Watch this blind man 'see' the world with sound
A rare skill
Most blind people manage with guide dogs and canes, but a few have developed what seems to be a kind of superpower: they can echolocate. Like bats or dolphins, these people have learned to generate sound, and listen to reflections and echoes of these sounds to orient themselves and locate objects in their environment.

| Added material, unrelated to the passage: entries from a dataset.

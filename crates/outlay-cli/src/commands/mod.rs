//! CLI command implementations
//!
//! Commands are organized by domain:
//! - `config` - Show the effective forecast configuration
//! - `core` - Shared utilities (load_forecaster, resolve_format, open_input)
//! - `forecast` - JSON forecast response
//! - `reports` - Human-readable forecast report

pub mod config;
pub mod core;
pub mod forecast;
pub mod reports;

// Re-export command functions for main.rs
pub use config::*;
pub use core::*;
pub use forecast::*;
pub use reports::*;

Brian Borowski, a computer programmer in London, Ont., was born blind. As a child, he learned that short, sharp clicks of his tongue against the roof of his mouth could be used as a sonar source. Indoors, he listens for how these clicks bounce off walls, windows and doors to navigate around buildings, and he can locate objects as small as 10 or 20 centimetres. Outdoors, he echolocates buildings, fences, trees, lamp posts and cars, and navigates what he calls his three-dimensional world of sound.
Understanding human echolocation
Dr. Lore Thaler has been studying human echolocation for more than a decade. In fact, some of her early work in the field was at Western University in Ontario — and Brian Borowski was a volunteer.
During her career, she's studied how blind echolocators recruit parts of the otherwise unused visual cortex when using their sonar, and investigated how echolocation adds to the toolkit of skills blind people use to navigate the world.
- Research paper in PLoS Computation Biology
In her most recent work, she's been focusing on the very characteristic sonar "clicks" that, entirely independently, many echolocaters have learned to generate.
These clicks are very brief — only three milliseconds — and have very precise frequencies.
This, she thinks, means that blind echolocators have independently discovered the best sound that can be produced for echolocation.